Yoga is one of the single best “secret weapons” for triathletes during the off-season because it quietly fixes almost every weakness that the swim-bike-run grind creates, while simultaneously building real, usable strength that directly transfers to race performance. Here’s why it’s such a high-ROI strength hack:
1. Fixes the Triathlete Posture Disaster
Triathletes spend thousands of hours flexed forward (aero position, swimming, running hunched when fatigued).
This creates problems in all sorts of areas!!
- Tight hip flexors, pecs, lats, anterior shoulders
- Weak and lengthened glutes, mid/lower traps, rotator cuff, deep core
But….Yoga systematically opens the entire front body and re-strengthens the posterior chain in lengthened positions. This results in better aero position without low-back pain, more powerful pull in the water, and a taller, more efficient run form late in the race 🥳
2. Eccentric & Isometric Strength Where You Need It Most 💪 #
Triathlon is full of long, slow eccentrics (downhill running, controlling bike on descents, absorbing impact). Yoga poses eccentric strength and control far better than traditional gym lifts for most triathletes. You get stronger abductors, glutes medius/minimus, and core without adding bulk that hurts swim feel or run economy🥳
3. Core Strength That Actually Transfers
Planks, Boat pose, Side Plank variations, and twisting poses build the rotational and anti-rotational strength you need for….

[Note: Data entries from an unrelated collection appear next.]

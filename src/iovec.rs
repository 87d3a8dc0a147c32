//! A bucket over a fixed vector of byte ranges.

use std::collections::VecDeque;

use bytes::Bytes;

use crate::bucket::{Bucket, LineResult, PeekResult, ReadResult, ReadStatus};
use crate::error::BucketError;
use crate::line::scan_line;
use crate::NewlineSet;

/// Serves a fixed sequence of ranges front-to-back. `read` never crosses a
/// range boundary in one call; `read_iovec` returns the ranges themselves.
pub struct IovecBucket {
    vecs: VecDeque<Bytes>,
}

impl IovecBucket {
    pub fn new(vecs: impl IntoIterator<Item = Bytes>) -> Self {
        IovecBucket {
            vecs: vecs.into_iter().filter(|v| !v.is_empty()).collect(),
        }
    }

    fn status(&self) -> ReadStatus {
        if self.vecs.is_empty() {
            ReadStatus::Eof
        } else {
            ReadStatus::Ok
        }
    }
}

impl Bucket for IovecBucket {
    fn read(&mut self, max: usize) -> ReadResult {
        let Some(front) = self.vecs.front_mut() else {
            return Ok((Bytes::new(), ReadStatus::Eof));
        };
        let n = max.min(front.len());
        let data = front.split_to(n);
        if front.is_empty() {
            self.vecs.pop_front();
        }
        Ok((data, self.status()))
    }

    fn readline(&mut self, acceptable: NewlineSet) -> LineResult {
        let Some(front) = self.vecs.front_mut() else {
            return Ok((Bytes::new(), crate::NewlineFound::None, ReadStatus::Eof));
        };
        let (n, found) = scan_line(front, acceptable);
        let data = front.split_to(n);
        if front.is_empty() {
            self.vecs.pop_front();
        }
        Ok((data, found, self.status()))
    }

    fn peek(&mut self) -> PeekResult<'_> {
        let last = self.vecs.len() == 1;
        match self.vecs.front() {
            None => Ok((&[], ReadStatus::Eof)),
            Some(front) => {
                let status = if last { ReadStatus::Eof } else { ReadStatus::Ok };
                Ok((front, status))
            }
        }
    }

    fn read_iovec(
        &mut self,
        max: usize,
        max_vecs: usize,
        out: &mut Vec<Bytes>,
    ) -> Result<ReadStatus, BucketError> {
        let mut budget = max;
        let mut used = 0;
        while used < max_vecs && budget > 0 {
            let Some(front) = self.vecs.front_mut() else {
                break;
            };
            let n = budget.min(front.len());
            let data = front.split_to(n);
            if front.is_empty() {
                self.vecs.pop_front();
            }
            budget = budget.saturating_sub(n);
            out.push(data);
            used += 1;
        }
        Ok(self.status())
    }
}

#[cfg(test)]
mod tests {
    use super::*;
    use crate::bucket::READ_ALL_AVAIL;

    fn bufs(count: usize) -> Vec<Bytes> {
        (0..count)
            .map(|i| Bytes::from(format!("data {i:02} 901234567890")))
            .collect()
    }

    #[test]
    fn read_serves_one_range_at_a_time() {
        let mut bkt = IovecBucket::new(bufs(2));

        let (data, status) = bkt.read(10).unwrap();
        assert_eq!(&data[..], b"data 00 90");
        assert_eq!(status, ReadStatus::Ok);

        // ALL_AVAIL still stops at the range boundary.
        let (data, status) = bkt.read(READ_ALL_AVAIL).unwrap();
        assert_eq!(&data[..], b"1234567890");
        assert_eq!(status, ReadStatus::Ok);

        let (data, status) = bkt.read(READ_ALL_AVAIL).unwrap();
        assert_eq!(&data[..], b"data 01 901234567890");
        assert_eq!(status, ReadStatus::Eof);
    }

    #[test]
    fn read_iovec_respects_byte_budget() {
        let mut bkt = IovecBucket::new(bufs(32));

        let mut vecs = Vec::new();
        let status = bkt.read_iovec(20, 32, &mut vecs).unwrap();
        assert_eq!(status, ReadStatus::Ok);
        assert_eq!(vecs.len(), 1);

        vecs.clear();
        let status = bkt.read_iovec(40, 32, &mut vecs).unwrap();
        assert_eq!(status, ReadStatus::Ok);
        assert_eq!(vecs.len(), 2);

        vecs.clear();
        let status = bkt.read_iovec(READ_ALL_AVAIL, 32, &mut vecs).unwrap();
        assert_eq!(status, ReadStatus::Eof);
        assert_eq!(vecs.len(), 29);
    }

    #[test]
    fn read_iovec_zero_bytes() {
        let mut bkt = IovecBucket::new(bufs(1));
        let mut vecs = Vec::new();
        let status = bkt.read_iovec(0, 32, &mut vecs).unwrap();
        assert_eq!(status, ReadStatus::Ok);
        assert!(vecs.is_empty());
    }

    #[test]
    fn empty_bucket_reports_eof() {
        let mut bkt = IovecBucket::new(Vec::new());
        let mut vecs = Vec::new();
        assert_eq!(
            bkt.read_iovec(READ_ALL_AVAIL, 32, &mut vecs).unwrap(),
            ReadStatus::Eof
        );
        assert!(vecs.is_empty());

        let (data, status) = bkt.read(READ_ALL_AVAIL).unwrap();
        assert!(data.is_empty());
        assert_eq!(status, ReadStatus::Eof);
    }

    #[test]
    fn peek_reports_eof_only_on_last_range() {
        let mut bkt = IovecBucket::new(bufs(2));
        let (_, status) = bkt.peek().unwrap();
        assert_eq!(status, ReadStatus::Ok);

        let _ = bkt.read(READ_ALL_AVAIL).unwrap();
        let (data, status) = bkt.peek().unwrap();
        assert_eq!(&data[..8], b"data 01 ");
        assert_eq!(status, ReadStatus::Eof);
    }
}
//! Stage parameters, gathered into explicit records passed into each
//! component. There is no process-wide mutable state.

/// Nominal length of the padding inserted between joined scaffolds, in bases.
/// Gap padding contributes to scaffold length but never receives link counts.
pub const GAP_LEN: u32 = 100;

/// Hard ceiling on the scaffold count after the break stage. Exceeding it
/// indicates a pathological break stage rather than a real assembly.
pub const MAX_N_SEQ: usize = 45_000;

/// Error-correction (break detection) parameters.
#[derive(Debug, Clone)]
pub struct EcParams {
    /// Floor for the link distance window, in bases.
    pub min_window: u32,
    /// Granularity of the distance-threshold estimate, in bases.
    pub resolution: u32,
    /// Profile bin width, in bases.
    pub bin: u32,
    /// Fraction of intra pairs the distance window must hold.
    pub min_frac: f64,
    /// A profile minimum below this fraction of the running mean is a break
    /// candidate.
    pub fold_thresh: f64,
    /// Candidates closer than this are coalesced, in bases.
    pub merge_thresh: u32,
    /// Two candidates within this distance cut both flanks of the region
    /// between them, in bases.
    pub dual_break_thresh: u32,
}

impl Default for EcParams {
    fn default() -> Self {
        Self {
            min_window: 1_000_000,
            resolution: 10_000,
            bin: 1_000,
            min_frac: 0.8,
            fold_thresh: 0.2,
            merge_thresh: 10_000,
            dual_break_thresh: 50_000,
        }
    }
}

/// Distance-decay normalization parameters.
#[derive(Debug, Clone)]
pub struct NormParams {
    /// Minimum samples a distance bucket needs to participate in the fit.
    pub min_samples: usize,
    /// Fraction trimmed from each tail before the bucket mean.
    pub trim_frac: f64,
    /// Fewer retained buckets than this signals `NoBands`.
    pub min_bands: u32,
    /// Denominator floor below which a cell is no-data.
    pub eps: f64,
    /// Quantile of the binomial link-count model used as the per-pair
    /// quality floor.
    pub quantile: f64,
}

impl Default for NormParams {
    fn default() -> Self {
        Self {
            min_samples: 30,
            trim_frac: 0.1,
            min_bands: 3,
            eps: 0.01,
            quantile: 0.99,
        }
    }
}

/// Scaffolding-graph construction and pruning parameters.
#[derive(Debug, Clone)]
pub struct GraphParams {
    /// Minimum normalized score for an edge to enter the graph.
    pub min_norm: f64,
    /// Buckets within this relative distance of the best bucket keep their
    /// direction bit.
    pub direct_ambiguity: f64,
    /// Simple filter: arcs below `alpha x` the best arc at a node are
    /// dropped outright.
    pub alpha: f64,
    /// Simple filter / ambiguity: a non-best arc survives only above
    /// `beta x` the best arc; a still-branching node keeps its best arc only
    /// when nothing else exceeds that ratio.
    pub beta: f64,
    /// Simple filter: an arc is dropped when an alternative two-arc path is
    /// stronger by more than `1/gamma`.
    pub gamma: f64,
    /// Transitive reduction weight ratio.
    pub tau: f64,
    /// Weak-edge trim: absolute score floor applied after the cascade.
    pub delta: f64,
}

impl Default for GraphParams {
    fn default() -> Self {
        Self {
            min_norm: 0.1,
            direct_ambiguity: 0.1,
            alpha: 0.1,
            beta: 0.7,
            gamma: 0.1,
            tau: 0.7,
            delta: 0.05,
        }
    }
}

/// All stage parameters plus the run-level filters shared across stages.
#[derive(Debug, Clone, Default)]
pub struct Params {
    pub ec: EcParams,
    pub norm: NormParams,
    pub graph: GraphParams,
    /// Minimum contig length admitted to scaffolding, in bases.
    pub min_len: u32,
    /// Minimum mapping quality for a link record to count.
    pub min_mapq: u8,
    /// Cap on the intra-matrix band, in bins. `None` stores the full
    /// triangle.
    pub max_band: Option<u32>,
}

/// Resolution ladder tried in ascending order when `-r` is not given.
pub const DEFAULT_RESOLUTIONS: [u32; 15] = [
    10_000, 20_000, 50_000, 100_000, 200_000, 500_000, 1_000_000, 2_000_000, 5_000_000, 10_000_000,
    20_000_000, 50_000_000, 100_000_000, 200_000_000, 500_000_000,
];

/// Truncate the default ladder at a genome-size-dependent maximum.
pub fn default_resolutions(genome_size: u64) -> Vec<u32> {
    let max_res: u32 = if genome_size < 100_000_000 {
        1_000_000
    } else if genome_size < 200_000_000 {
        2_000_000
    } else if genome_size < 500_000_000 {
        5_000_000
    } else if genome_size < 1_000_000_000 {
        10_000_000
    } else if genome_size < 2_000_000_000 {
        20_000_000
    } else if genome_size < 5_000_000_000 {
        50_000_000
    } else if genome_size < 10_000_000_000 {
        100_000_000
    } else if genome_size < 20_000_000_000 {
        200_000_000
    } else {
        500_000_000
    };

    DEFAULT_RESOLUTIONS
        .iter()
        .copied()
        .filter(|&r| r <= max_res)
        .collect()
}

- Maintaining catch power when fatigued in the swim
- Holding aero when your core wants to collapse at mile 80 of the bike
- Staying tall and stable when your form breaks down at mile 20 of the run
This is functional core strength, not just six-pack aesthetics 🥳
4. Injury Prevention Superpower 🦸♂️
Most triathlon injuries (ITBS, patellar tendinopathy, swimmer’s shoulder, plantar issues) come from imbalances and poor mobility. Consistent yoga practice dramatically improves the following..
- Ankle dorsiflexion → better run mechanics
- Thoracic spine mobility → better bike position and swim rotation
- Hip internal/external rotation balance → fixes runner’s knee and IT band issues
- Shoulder stability in extreme ranges → prevents swimmer’s shoulder
5. Active Recovery + Parasympathetic Dominance
Off-season should include deload and recovery. Yoga down-regulates the nervous system, improves sleep, and enhances recovery from prior season beatings — all while still making you stronger. You’re building strength on your “rest” days instead of just sitting on the sofa!!
6. Mental Edge
Holding a Bikram pose when your legs/arms are screaming teaches you to stay calm when redlined on the run leg of an Ironman. That discomfort tolerance is gold….absolute GOLD!!
Best Bang-for-Buck Yoga Styles for Triathletes
- BIKRAM (90 min) – 2–3x/week for strength & mobility
- Yin Yoga (45–60 min) – 1–2x/week for deep tissue work and recovery
- Specific 15–20 min prehab flows (hip openers, thoracic openers, ankle mobility) on easy days
Pro triathletes like Jan Frodeno, Lionel Sanders, and Gwen Jorgensen have all openly credited yoga as a cornerstone of their off-season training for exactly these reasons….so take a leaf outta there book!! Train smarter!!
Bottom line: In the off-season, 2–4 hours of smart yoga per week will make you stronger, more bulletproof, and faster next season than 2–4 hours of traditional gym work for most age-group and pro triathletes alike. It’s the ultimate force multiplier.